[Input for this task]
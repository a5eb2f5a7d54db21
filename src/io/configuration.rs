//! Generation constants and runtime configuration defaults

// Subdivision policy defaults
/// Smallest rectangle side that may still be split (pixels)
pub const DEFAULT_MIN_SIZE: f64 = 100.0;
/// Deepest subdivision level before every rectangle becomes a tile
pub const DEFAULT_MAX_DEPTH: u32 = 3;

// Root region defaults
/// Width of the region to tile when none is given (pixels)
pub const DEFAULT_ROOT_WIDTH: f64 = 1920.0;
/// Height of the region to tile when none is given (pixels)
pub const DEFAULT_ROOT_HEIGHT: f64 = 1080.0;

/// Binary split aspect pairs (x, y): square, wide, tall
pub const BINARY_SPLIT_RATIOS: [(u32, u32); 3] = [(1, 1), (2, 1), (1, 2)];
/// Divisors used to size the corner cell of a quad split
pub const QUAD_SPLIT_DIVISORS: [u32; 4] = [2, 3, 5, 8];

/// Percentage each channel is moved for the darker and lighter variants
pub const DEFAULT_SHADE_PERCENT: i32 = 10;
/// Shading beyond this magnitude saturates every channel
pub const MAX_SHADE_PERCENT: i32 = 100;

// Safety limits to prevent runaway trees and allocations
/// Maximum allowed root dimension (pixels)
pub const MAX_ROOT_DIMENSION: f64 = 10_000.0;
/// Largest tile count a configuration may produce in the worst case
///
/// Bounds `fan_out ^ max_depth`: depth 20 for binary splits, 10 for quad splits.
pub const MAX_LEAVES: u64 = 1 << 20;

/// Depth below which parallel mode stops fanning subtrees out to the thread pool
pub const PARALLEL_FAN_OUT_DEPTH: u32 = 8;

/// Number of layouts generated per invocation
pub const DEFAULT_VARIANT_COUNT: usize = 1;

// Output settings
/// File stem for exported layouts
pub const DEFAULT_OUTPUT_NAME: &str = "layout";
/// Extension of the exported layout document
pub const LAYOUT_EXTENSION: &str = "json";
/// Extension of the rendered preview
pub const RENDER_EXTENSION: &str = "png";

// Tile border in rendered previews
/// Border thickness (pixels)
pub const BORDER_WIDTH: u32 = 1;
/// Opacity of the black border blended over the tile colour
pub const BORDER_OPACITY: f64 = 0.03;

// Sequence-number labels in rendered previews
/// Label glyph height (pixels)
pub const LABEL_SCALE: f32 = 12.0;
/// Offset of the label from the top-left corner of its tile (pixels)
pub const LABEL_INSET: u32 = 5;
[/Input for this task]
[Input for this task]
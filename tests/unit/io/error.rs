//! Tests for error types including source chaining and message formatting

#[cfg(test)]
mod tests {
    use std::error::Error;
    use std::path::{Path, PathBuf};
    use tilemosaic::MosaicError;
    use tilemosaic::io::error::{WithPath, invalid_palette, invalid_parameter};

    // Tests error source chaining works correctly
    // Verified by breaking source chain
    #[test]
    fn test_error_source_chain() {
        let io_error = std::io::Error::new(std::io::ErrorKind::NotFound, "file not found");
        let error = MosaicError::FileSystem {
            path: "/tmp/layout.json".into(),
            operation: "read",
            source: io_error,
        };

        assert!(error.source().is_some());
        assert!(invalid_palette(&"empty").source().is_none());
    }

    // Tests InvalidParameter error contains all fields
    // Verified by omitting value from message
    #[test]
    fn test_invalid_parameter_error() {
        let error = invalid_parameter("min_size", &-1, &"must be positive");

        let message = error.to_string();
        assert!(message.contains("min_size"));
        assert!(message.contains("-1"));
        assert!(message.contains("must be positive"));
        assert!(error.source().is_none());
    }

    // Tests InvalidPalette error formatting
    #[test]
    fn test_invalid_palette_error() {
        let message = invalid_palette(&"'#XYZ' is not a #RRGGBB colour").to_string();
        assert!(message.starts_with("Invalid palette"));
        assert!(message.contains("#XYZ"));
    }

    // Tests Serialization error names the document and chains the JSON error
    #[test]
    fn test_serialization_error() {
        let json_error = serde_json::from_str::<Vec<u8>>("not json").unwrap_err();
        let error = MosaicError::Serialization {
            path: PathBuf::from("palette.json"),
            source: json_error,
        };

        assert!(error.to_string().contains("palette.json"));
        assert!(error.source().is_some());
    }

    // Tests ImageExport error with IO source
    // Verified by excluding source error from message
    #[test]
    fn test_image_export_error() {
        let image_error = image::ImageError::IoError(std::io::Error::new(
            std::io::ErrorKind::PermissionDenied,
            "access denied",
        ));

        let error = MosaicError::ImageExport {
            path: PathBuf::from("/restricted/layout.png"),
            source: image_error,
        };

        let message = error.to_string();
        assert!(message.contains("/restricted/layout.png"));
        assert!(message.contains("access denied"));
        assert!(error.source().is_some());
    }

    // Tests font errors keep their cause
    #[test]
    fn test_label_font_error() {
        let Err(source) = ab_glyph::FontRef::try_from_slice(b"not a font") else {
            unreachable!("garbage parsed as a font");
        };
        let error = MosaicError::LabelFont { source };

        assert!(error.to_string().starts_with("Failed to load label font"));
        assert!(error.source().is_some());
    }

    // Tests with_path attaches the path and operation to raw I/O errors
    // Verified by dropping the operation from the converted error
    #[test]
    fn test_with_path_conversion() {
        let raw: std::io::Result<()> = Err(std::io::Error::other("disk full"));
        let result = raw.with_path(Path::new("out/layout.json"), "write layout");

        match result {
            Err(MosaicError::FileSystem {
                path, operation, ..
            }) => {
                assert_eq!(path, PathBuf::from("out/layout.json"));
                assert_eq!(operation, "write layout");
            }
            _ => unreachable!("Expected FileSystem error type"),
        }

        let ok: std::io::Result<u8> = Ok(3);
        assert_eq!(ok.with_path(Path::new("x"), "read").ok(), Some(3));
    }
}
[/Input for this task]
[Input for this task]
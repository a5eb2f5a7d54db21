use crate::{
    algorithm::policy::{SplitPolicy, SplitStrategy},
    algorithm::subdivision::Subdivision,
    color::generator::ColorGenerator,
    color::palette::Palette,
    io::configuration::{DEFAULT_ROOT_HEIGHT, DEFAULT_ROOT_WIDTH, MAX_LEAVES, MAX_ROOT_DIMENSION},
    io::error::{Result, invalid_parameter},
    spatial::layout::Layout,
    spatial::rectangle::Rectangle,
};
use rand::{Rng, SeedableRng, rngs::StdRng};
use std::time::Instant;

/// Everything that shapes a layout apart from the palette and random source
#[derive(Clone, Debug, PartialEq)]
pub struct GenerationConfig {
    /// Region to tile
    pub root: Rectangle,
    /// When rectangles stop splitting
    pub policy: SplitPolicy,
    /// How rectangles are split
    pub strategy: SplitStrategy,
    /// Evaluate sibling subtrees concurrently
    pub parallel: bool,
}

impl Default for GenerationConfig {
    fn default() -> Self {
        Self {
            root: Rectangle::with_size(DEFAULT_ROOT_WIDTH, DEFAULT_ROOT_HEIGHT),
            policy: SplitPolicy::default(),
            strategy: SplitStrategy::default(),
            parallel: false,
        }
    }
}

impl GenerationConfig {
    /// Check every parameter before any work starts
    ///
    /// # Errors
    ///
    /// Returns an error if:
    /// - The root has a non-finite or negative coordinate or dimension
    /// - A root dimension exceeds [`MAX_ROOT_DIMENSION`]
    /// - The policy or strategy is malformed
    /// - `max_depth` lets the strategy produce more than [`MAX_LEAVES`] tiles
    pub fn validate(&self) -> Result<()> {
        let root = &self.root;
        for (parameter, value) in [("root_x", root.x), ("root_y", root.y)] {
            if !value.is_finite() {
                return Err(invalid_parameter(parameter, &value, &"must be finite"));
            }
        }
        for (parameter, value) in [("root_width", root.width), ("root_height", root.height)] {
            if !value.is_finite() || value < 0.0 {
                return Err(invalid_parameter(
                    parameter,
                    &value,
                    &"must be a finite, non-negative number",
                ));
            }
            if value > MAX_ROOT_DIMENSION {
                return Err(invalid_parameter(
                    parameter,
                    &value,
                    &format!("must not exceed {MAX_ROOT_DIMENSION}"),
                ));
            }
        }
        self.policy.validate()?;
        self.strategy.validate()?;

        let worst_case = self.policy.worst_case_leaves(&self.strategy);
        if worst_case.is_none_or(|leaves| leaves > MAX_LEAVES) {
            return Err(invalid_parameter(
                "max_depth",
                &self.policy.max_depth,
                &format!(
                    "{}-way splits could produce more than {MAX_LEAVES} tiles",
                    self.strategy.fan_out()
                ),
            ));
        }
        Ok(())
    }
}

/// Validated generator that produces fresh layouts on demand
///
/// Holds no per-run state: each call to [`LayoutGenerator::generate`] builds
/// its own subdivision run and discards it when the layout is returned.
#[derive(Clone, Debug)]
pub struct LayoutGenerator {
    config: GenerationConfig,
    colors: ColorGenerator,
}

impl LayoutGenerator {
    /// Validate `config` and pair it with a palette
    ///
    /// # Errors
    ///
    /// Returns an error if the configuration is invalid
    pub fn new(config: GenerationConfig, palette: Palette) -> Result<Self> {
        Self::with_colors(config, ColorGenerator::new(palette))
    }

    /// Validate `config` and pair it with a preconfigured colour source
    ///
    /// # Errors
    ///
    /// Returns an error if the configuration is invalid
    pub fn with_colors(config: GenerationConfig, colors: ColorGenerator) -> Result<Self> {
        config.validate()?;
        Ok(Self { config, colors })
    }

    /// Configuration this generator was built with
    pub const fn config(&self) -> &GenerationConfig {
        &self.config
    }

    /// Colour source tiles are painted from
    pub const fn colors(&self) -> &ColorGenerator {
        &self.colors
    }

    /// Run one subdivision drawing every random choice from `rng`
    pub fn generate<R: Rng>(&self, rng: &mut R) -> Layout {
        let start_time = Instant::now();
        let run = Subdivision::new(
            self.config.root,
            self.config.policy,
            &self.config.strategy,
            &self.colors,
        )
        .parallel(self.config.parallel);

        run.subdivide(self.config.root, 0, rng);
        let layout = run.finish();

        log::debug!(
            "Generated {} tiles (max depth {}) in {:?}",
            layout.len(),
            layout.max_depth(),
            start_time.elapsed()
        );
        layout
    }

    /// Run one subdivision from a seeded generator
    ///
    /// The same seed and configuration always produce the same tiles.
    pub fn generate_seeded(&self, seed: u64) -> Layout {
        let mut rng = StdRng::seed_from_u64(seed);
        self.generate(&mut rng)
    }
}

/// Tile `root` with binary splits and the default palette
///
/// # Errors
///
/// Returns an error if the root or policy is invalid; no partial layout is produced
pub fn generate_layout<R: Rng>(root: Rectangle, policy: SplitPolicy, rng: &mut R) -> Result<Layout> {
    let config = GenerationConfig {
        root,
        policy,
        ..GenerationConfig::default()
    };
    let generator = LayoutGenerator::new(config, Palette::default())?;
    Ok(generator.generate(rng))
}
[/Input for this task]
▸ Problem to solve:
How many lines of the data contain the word "exported"? Answer with the number alone.

▸ Solved problem:
2